Ne kadar açıklık, o kadar barış. Dünyadaki bütün çatışmaların, savaşların sebebi insanların birbirini tanımaması ve kendilerini tanıtmamalarından, tanıtamamalarından. Yabancı olduklarımızı ötekileştirmiyor muyuz, tanımadıklarımızdan nefret etmiyor muyuz? "Peki baskı var, nefret var" diye de kabuğumuza mı çekilmeliyiz? Belki imkanlarımız ölçüsünde kendimizi koruyabiliriz, hayatımızı yaşayabiliriz ama ya imkanları kısıtlı olanlar ölsünler mi?

Onların hayatlarını en azından bizim kadar yaşayamamalarında bizim payımız olduğunu hiç düşündük mü? Belki kendileriyle barışıp, kendilerine inanmaları, dolayısıyla özgüvenlerini kazanıp kendilerini yaşamaları ve kendilerini korumaları, haklarını müdafa etmeleri için bir kıvılcıma ihtiyaçları vardır. Neden bunu esirgeyelim eşit yaşama hakkı olan diğerlerinden? Onlarda bizim kadar yaşasalar iyi olmaz mı?

Duyarlılık toplumun kabul ettiklerine karşı iyilik yapmak değildir. Asıl toplumun karşısında olup, yok sayılanları, yok edilmek istenilenleri, hatta yok edilenleri, onları kendilerine kazandırma yoluyla kurtarmaktır. "Ben pek çok insan biliyorum" diyeceğim ama tamamına yakını öyle ne yazık ki, kendilerine inanmayan, kendileriyle barışmayan, kendilerinden, eşcinselliklerinden nefret eden ve heteroseksüelliğin arkasına sığınan.
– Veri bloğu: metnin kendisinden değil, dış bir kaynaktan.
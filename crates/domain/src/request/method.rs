//! HTTP Method enumeration

use serde::{Deserialize, Serialize};
use std::fmt;
use std::str::FromStr;

use crate::error::{DomainError, DomainResult};

/// HTTP methods a probe can issue.
#[derive(Debug, Clone, Copy, PartialEq, Eq, Hash, Serialize, Deserialize, Default)]
#[serde(rename_all = "UPPERCASE")]
pub enum HttpMethod {
    /// HTTP GET method
    #[default]
    Get,
    /// HTTP POST method
    Post,
    /// HTTP PUT method
    Put,
    /// HTTP DELETE method
    Delete,
}

impl HttpMethod {
    /// Returns whether a probe with this method is expected to carry a body.
    #[must_use]
    pub const fn has_body(self) -> bool {
        matches!(self, Self::Post | Self::Put)
    }

    /// Returns the method as a static string.
    #[must_use]
    pub const fn as_str(self) -> &'static str {
        match self {
            Self::Get => "GET",
            Self::Post => "POST",
            Self::Put => "PUT",
            Self::Delete => "DELETE",
        }
    }
}

impl fmt::Display for HttpMethod {
    fn fmt(&self, f: &mut fmt::Formatter<'_>) -> fmt::Result {
        f.write_str(self.as_str())
    }
}

impl FromStr for HttpMethod {
    type Err = DomainError;

    fn from_str(s: &str) -> DomainResult<Self> {
        match s.trim().to_ascii_uppercase().as_str() {
            "GET" => Ok(Self::Get),
            "POST" => Ok(Self::Post),
            "PUT" => Ok(Self::Put),
            "DELETE" => Ok(Self::Delete),
            other => Err(DomainError::UnsupportedMethod(other.to_string())),
        }
    }
}

#[cfg(test)]
#[allow(clippy::unwrap_used)]
mod tests {
    use super::*;
    use pretty_assertions::assert_eq;

    #[test]
    fn parses_case_insensitively() {
        assert_eq!("get".parse::<HttpMethod>().unwrap(), HttpMethod::Get);
        assert_eq!(" Post ".parse::<HttpMethod>().unwrap(), HttpMethod::Post);
    }

    #[test]
    fn rejects_unknown_method() {
        let err = "PATCH".parse::<HttpMethod>().unwrap_err();
        assert_eq!(err, DomainError::UnsupportedMethod("PATCH".to_string()));
    }

    #[test]
    fn body_methods() {
        assert!(HttpMethod::Post.has_body());
        assert!(!HttpMethod::Get.has_body());
        assert_eq!(HttpMethod::Delete.to_string(), "DELETE");
    }
}
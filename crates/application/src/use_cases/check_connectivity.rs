//! Check Connectivity Use Case
//!
//! Dispatches several probes at once and waits for every one of them.
//! Completions arrive in any order; the report lists results in request
//! order and always holds exactly one result per request.

use std::time::Duration;

use authprobe_domain::{ProbeError, ProbeErrorKind, ProbeRequest, ProbeResult};
use tokio::task::JoinSet;
use tracing::{error, info};

use crate::ports::HttpClient;
use crate::use_cases::ExecuteProbe;

/// Merged outcome of a concurrent probe group.
#[derive(Debug, Clone, PartialEq, Eq)]
pub struct ConnectivityReport {
    /// One result per request, in request order
    pub results: Vec<ProbeResult>,
    /// Number of results with a 2xx status
    pub success_count: usize,
}

impl ConnectivityReport {
    fn new(results: Vec<ProbeResult>) -> Self {
        let success_count = results.iter().filter(|r| r.is_success()).count();
        Self {
            results,
            success_count,
        }
    }

    /// Returns true if at least one probe succeeded.
    #[must_use]
    pub const fn any_succeeded(&self) -> bool {
        self.success_count > 0
    }
}

/// Use case for concurrent health probes.
pub struct CheckConnectivity<C: HttpClient + 'static> {
    probe: ExecuteProbe<C>,
}

impl<C: HttpClient + 'static> CheckConnectivity<C> {
    /// Creates the use case over a probe executor.
    pub const fn new(probe: ExecuteProbe<C>) -> Self {
        Self { probe }
    }

    /// Sends every request concurrently and reports once all have completed.
    pub async fn execute(&self, requests: Vec<ProbeRequest>) -> ConnectivityReport {
        let report = ConnectivityReport::new(self.probe_all(requests).await);
        info!(
            probes = report.results.len(),
            succeeded = report.success_count,
            "connectivity check finished"
        );
        report
    }

    /// Sends every request concurrently and returns results in request order.
    pub(crate) async fn probe_all(&self, requests: Vec<ProbeRequest>) -> Vec<ProbeResult> {
        let labels: Vec<String> = requests.iter().map(ProbeRequest::endpoint_label).collect();
        let mut slots: Vec<Option<ProbeResult>> = vec![None; requests.len()];

        let mut set = JoinSet::new();
        for (index, request) in requests.into_iter().enumerate() {
            let probe = self.probe.clone();
            set.spawn(async move { (index, probe.execute(&request).await) });
        }

        while let Some(joined) = set.join_next().await {
            match joined {
                Ok((index, result)) => slots[index] = Some(result),
                Err(e) => error!(error = %e, "probe task ended abnormally"),
            }
        }

        slots
            .into_iter()
            .zip(labels)
            .map(|(slot, label)| {
                slot.unwrap_or_else(|| {
                    ProbeResult::from_error(
                        label,
                        ProbeError::new(ProbeErrorKind::Unknown, "probe task ended without a result"),
                        Duration::ZERO,
                    )
                })
            })
            .collect()
    }
}
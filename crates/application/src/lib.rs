//! Authprobe Application - Use cases and ports
//!
//! This crate defines the application layer with:
//! - Port traits (interfaces for HTTP, files, time, validation and progress)
//! - Use case orchestration (configuration, probes, connectivity, scenarios)
//! - Application-level error handling

pub mod error;
pub mod ports;
pub mod use_cases;

pub use error::{ApplicationError, ApplicationResult};
pub use ports::{
    Clock, FileSystem, FileSystemError, HttpClient, HttpClientError, NoopObserver, RawResponse,
    ResponseValidator, ScenarioObserver,
};
pub use use_cases::{
    CheckConnectivity, ConfigError, ConfigSource, ConnectivityReport, ExecuteProbe,
    LoadConfiguration, LoadedConfiguration, RunScenario, SettleOutcome, SettleWait,
};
Oysa bu insanlar eşcinsellik normal karşılanmış olsaydı, eşcinseller dışlanmasaydı, ayrımcılığa maruz kalmasaydı, öldürülme korkuları olmasaydı, gene aynı mı olurlardı, gene aynı mı kendilerinden kaçarlardı? Ben zannetmiyorum.

Tamam imkanı olup da açılamayanların da korkusu vardır ama hayatta bazı korkular, bazı korkuların yanında fantezi kalır. İmkanı olan eşcinseller fantezi korkuları bırakıp, yaşayamayan eşcinselleri hayata döndürebilecek insan hakları mücadelesine destek versinler. İnsanların özgüvenlerinin teslim alındığı, baskı altında kendilerinden uzaklaştırıldığı toplumlarda, kitlesel kişilere çok iş düşmektedir. Bu kitleselliği egomuzu veya keyfimizi tatmin etmek dışında da toplumsal fayda adına kullanmalıyız.

Heteroseksizmden azınlık haline getirilmiş-sokulmuş doğal yaşamları belki kurtarmak o kadar kolay olmayacaktır ama hiçbir şey yapmamak çok büyük duyarsızlık, çok utanılası bir durum değil mi? Bireysel olmak bencilce yaşamak değildir. Bakarsın bizim de yardıma ihtiyacımız olabilir. O zaman aklımıza gelmesin yardım ihtiyaç olma durumu.

Her açılım en azından çevremizdeki, hiç olmadı yanıbaşımızdaki eşcinsele de cesaret verecektir. O yüzden açılıp-açılmama meselesi sadece eşcinsellerin kendilerini ilgilendiren bir durum değildir. Sadece kendimize karşı değil, hayata, doğaya ait ne varsa her şeye karşı sorumluluğumuz var, olmalı da. Eşcinsellerin diğer eşcinselleri ve eşcinselliği düşünmeyerek kapalı kutu içersinde yaşamasıysa, eşcinsellerin sonunu hazırlamaktan başka bir şey değil.